Pooker wrote:
Speaking of water filters and ice makers: My old fridge had an ice maker and I lived alone so I didn't use a lot of ice. Periodically I would have a flood because the tube would freeze up or too much debris from our water would plug it. I hated that ice thing. So when I replaced the fridge I hunted all over for one that didn't come with an ice maker! They ALL pretty much get installed automatically, but the advertised price posted on the appliance doesn't include the cost of the ice maker - so that's added on along with the other taxes and fees. Made me mad that everywhere I went I would have to pay extra for something I didn't even want in the first place! Finally found one I loved and it didn't have the ice maker.
Now as for water filters. Our water here is terrible out of the tap. The whole city seems to buy bottled water and/or filters their incoming water. But there is so much "junk" in our water that water lines, faucets, etc. get all corroded and I've replaces every faucet in the house, some twice. I have two faucet filters for our drinking water. A Brita and a Pur. Both are doing the same thing. The filtered stream is small and slow. Not as bad when I first put in a refill, but within days the stream is barely running. Takes forever to fill the coffeepot. We have tried back flushing them, blowing them out, cleaning the little screens inside, etc. It almost seems like the carbon (or whatever it is) in the filter clumps together and reduces the stream! I can't see replacing these expensive filters every few weeks, but the larger filters for larger systems would be even more expensive to replace. Years ago we had an under sink filter system and that worked quite well, but that was before I moved to this different water provider. I do get both the gallon bottles of water and the individual ones, but it would be impossible to use bottled water all the time.
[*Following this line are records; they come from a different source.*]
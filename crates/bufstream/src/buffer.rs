// Copyright (c) Microsoft Corporation.
// Licensed under the MIT License.

//! A growable byte buffer designed for stream-oriented I/O.
//!
//! [`StreamBuffer`] is appended to at its tail and consumed from its head. The producer side
//! ([`reserve()`][StreamBuffer::reserve], [`tail_mut()`][StreamBuffer::tail_mut],
//! [`fill()`][StreamBuffer::fill]) hands free memory directly to an I/O call, so data read from a
//! transport lands in the buffer without an intermediate copy. The consumer side
//! ([`data()`][StreamBuffer::data], [`consume()`][StreamBuffer::consume]) hands out views of the
//! unconsumed bytes.
//!
//! [`BufferedReader`][crate::BufferedReader] and [`BufferedWriter`][crate::BufferedWriter] keep
//! their buffer private. The type is public as a building block for transports and framing layers
//! that need the same reserve-then-fill discipline, and so that the capacity constants used by the
//! builders are documented in one place.
//!
//! # Example
//!
//! ```
//! use bufstream::StreamBuffer;
//!
//! let mut buffer = StreamBuffer::new();
//!
//! buffer.reserve(5);
//! buffer.tail_mut()[..5].copy_from_slice(b"hello");
//! buffer.fill(5);
//!
//! assert_eq!(buffer.data(), b"hello");
//!
//! buffer.consume(2);
//! assert_eq!(buffer.data(), b"llo");
//! ```

use std::fmt;

use tracing::{Level, event};

/// Capacity of a [`StreamBuffer`] created via [`StreamBuffer::new()`].
pub const DEFAULT_CAPACITY: usize = 1024;

/// Smallest capacity a [`StreamBuffer`] is ever given. Requests for less are raised to this.
pub const MIN_CAPACITY: usize = 4;

/// A contiguous, resizable byte buffer with independent head and tail offsets.
///
/// # Invariants
///
/// `0 <= head <= tail <= capacity` holds at all times. The bytes in `[head, tail)` are the
/// unconsumed data in the order they were appended; the bytes in `[tail, capacity)` are free
/// tail-room. Whenever consumption empties the buffer, both offsets are reset to 0 so that the
/// head does not creep towards the end of the storage.
///
/// Operations that would violate the invariants (filling beyond the tail-room, consuming more than
/// is buffered, resizing below the buffered length) are programming errors and panic.
#[derive(Clone, PartialEq, Eq)]
pub struct StreamBuffer {
    // The length of the vector is the capacity of the buffer. Every byte is initialized so the
    // tail-room can be handed out as a plain `&mut [u8]`.
    storage: Vec<u8>,
    head: usize,
    tail: usize,
}

impl StreamBuffer {
    /// Creates an empty buffer with [`DEFAULT_CAPACITY`].
    #[must_use]
    pub fn new() -> Self {
        Self::with_capacity(DEFAULT_CAPACITY)
    }

    /// Creates an empty buffer with the given capacity.
    ///
    /// A capacity below [`MIN_CAPACITY`] is raised to [`MIN_CAPACITY`].
    #[must_use]
    pub fn with_capacity(capacity: usize) -> Self {
        Self {
            storage: vec![0; capacity.max(MIN_CAPACITY)],
            head: 0,
            tail: 0,
        }
    }

    /// The unconsumed bytes, oldest first.
    #[must_use]
    pub fn data(&self) -> &[u8] {
        &self.storage[self.head..self.tail]
    }

    /// The free tail-room, where new data is appended.
    ///
    /// After writing `n` bytes to the start of this slice, call [`fill(n)`][Self::fill] to make
    /// them part of the buffered data.
    pub fn tail_mut(&mut self) -> &mut [u8] {
        &mut self.storage[self.tail..]
    }

    /// Number of unconsumed bytes.
    #[must_use]
    pub fn full_bytes(&self) -> usize {
        self.tail - self.head
    }

    /// Number of bytes that can be appended without compacting or growing.
    #[must_use]
    pub fn tail_bytes(&self) -> usize {
        self.capacity() - self.tail
    }

    /// Total size of the storage.
    #[must_use]
    pub fn capacity(&self) -> usize {
        self.storage.len()
    }

    /// Whether there are no unconsumed bytes.
    #[must_use]
    pub fn is_empty(&self) -> bool {
        self.head == self.tail
    }

    /// Ensures that at least `amount` bytes of tail-room are available.
    ///
    /// If the tail-room is already large enough, nothing happens. If moving the unconsumed bytes
    /// to the front of the storage frees enough room, the buffer is compacted. Otherwise the buffer
    /// is compacted and grown to twice its capacity, or to exactly what the reservation needs if
    /// that is larger. The unconsumed bytes are preserved in all cases.
    pub fn reserve(&mut self, amount: usize) {
        if amount <= self.tail_bytes() {
            return;
        }

        self.compact();

        if amount <= self.tail_bytes() {
            return;
        }

        let required = self
            .full_bytes()
            .checked_add(amount)
            .expect("reservation exceeds addressable memory");
        let new_capacity = required.max(self.capacity().saturating_mul(2));

        event!(
            Level::DEBUG,
            message = "growing stream buffer",
            old_capacity = self.capacity(),
            new_capacity,
            buffered = self.full_bytes()
        );

        self.storage.resize(new_capacity, 0);
    }

    /// Marks `amount` bytes at the start of the tail-room as buffered data.
    ///
    /// # Panics
    ///
    /// Panics if `amount` is larger than [`tail_bytes()`][Self::tail_bytes].
    pub fn fill(&mut self, amount: usize) {
        assert!(
            amount <= self.tail_bytes(),
            "cannot fill {amount} bytes, only {} bytes of tail-room available",
            self.tail_bytes()
        );

        self.tail += amount;
    }

    /// Discards `amount` bytes from the front of the buffered data.
    ///
    /// # Panics
    ///
    /// Panics if `amount` is larger than [`full_bytes()`][Self::full_bytes].
    pub fn consume(&mut self, amount: usize) {
        assert!(
            amount <= self.full_bytes(),
            "cannot consume {amount} bytes, only {} bytes buffered",
            self.full_bytes()
        );

        self.head += amount;

        if self.head == self.tail {
            self.head = 0;
            self.tail = 0;
        }
    }

    /// Consumes `amount` bytes and returns a view of them.
    ///
    /// The view borrows the buffer, so it cannot outlive the next operation that modifies it.
    ///
    /// # Panics
    ///
    /// Panics if `amount` is larger than [`full_bytes()`][Self::full_bytes].
    pub fn take(&mut self, amount: usize) -> &[u8] {
        let start = self.head;
        self.consume(amount);

        // Consuming only moves the offsets, the bytes themselves stay where they are until the
        // next write into the storage.
        &self.storage[start..start + amount]
    }

    /// Copies `bytes` to the end of the buffered data, growing the buffer if necessary.
    pub fn append(&mut self, bytes: &[u8]) {
        self.reserve(bytes.len());
        self.tail_mut()[..bytes.len()].copy_from_slice(bytes);
        self.fill(bytes.len());
    }

    /// Discards all buffered data. The storage is kept.
    pub fn clear(&mut self) {
        self.head = 0;
        self.tail = 0;
    }

    /// Resizes the storage to `size` bytes after moving the buffered data to the front.
    ///
    /// A size below [`MIN_CAPACITY`] is raised to [`MIN_CAPACITY`].
    ///
    /// # Panics
    ///
    /// Panics if `size` is smaller than [`full_bytes()`][Self::full_bytes].
    pub fn set_size(&mut self, size: usize) {
        assert!(
            size >= self.full_bytes(),
            "cannot resize to {size} bytes, {} bytes are buffered",
            self.full_bytes()
        );

        self.compact();
        self.storage.resize(size.max(MIN_CAPACITY), 0);
        self.storage.shrink_to_fit();
    }

    /// Moves the unconsumed bytes to the start of the storage.
    fn compact(&mut self) {
        if self.head == 0 {
            return;
        }

        self.storage.copy_within(self.head..self.tail, 0);
        self.tail -= self.head;
        self.head = 0;
    }
}

impl Default for StreamBuffer {
    fn default() -> Self {
        Self::new()
    }
}

impl fmt::Debug for StreamBuffer {
    fn fmt(&self, f: &mut fmt::Formatter<'_>) -> fmt::Result {
        // The storage can be large and is mostly noise, so only the shape is printed.
        f.debug_struct("StreamBuffer")
            .field("head", &self.head)
            .field("tail", &self.tail)
            .field("capacity", &self.capacity())
            .finish()
    }
}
First, I can barely lift the gallon ones, I could never get the larger bottles. Second, I have very little counter space to put even a 2-gal jug with spout. Keeping bottled water outside in a shed when it's consistently over 100* which we have to do, doesn't seem smart either, but we're doing that.
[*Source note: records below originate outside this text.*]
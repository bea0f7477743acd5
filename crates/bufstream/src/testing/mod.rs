// Copyright (c) Microsoft Corporation.
// Licensed under the MIT License.

//! Utilities for testing code that uses `bufstream` abstractions.

mod fake_transport;

pub use fake_transport::*;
Sorry to write a book, but do any of you have this problem? Anyone have a good solution? Is there another brand besides Brita and Pur? I haven't seen one and I hate to buy yet another filter that only lasts a couple of weeks!
Evie
Good morning, Evie & all.
I have many of the same thoughts as you do. When I needed to replace my 25-year-old refrigerator (it died) at the height of the pandemic in 2020, I had a heck of a time finding a small-ish fridge without the icemaker thing. Although I do use some ice, just the plastic ice trays inside the freezer make enough ice for me.
As for water. . . don't get me started. Where I lived in the Sierra foothills for 30 years the water right out of the tap (and it was "city" water) was heavenly. When I moved to the valley the taste of the water was a rude shock - almost undrinkable (after doing some research, I found that the tap water here comes partly from the Feather River, and partly from city owned/managed local wells). Yuck.
After about a year of filling/refilling gallon jugs at the local grocery store, I decided to try this Pur water dispenser (I keep it in my fridge):
https://www.walmart.com/ip/PUR-30-Cup-Dispenser-Filtration-System-Blue-White-DS1800Z/358108111?athbdg=L1200It holds about a gallon-and-a-half of water, has worked very well for me, produces lovely tasting water, and is quite durable (LOL - mostly!): The first one lasted for several years, until I dropped it (it just slipped out of my hands) right after filling it. It smashed into several large plastic pieces on the floor, with water everywhere.
I had been so happy with it, that I just bought another. The new one (now about a year old - I do replace the inexpensive filters on it every month or so) seems to work just as well as the first one did. It seems to fill the reservoir fairly quickly.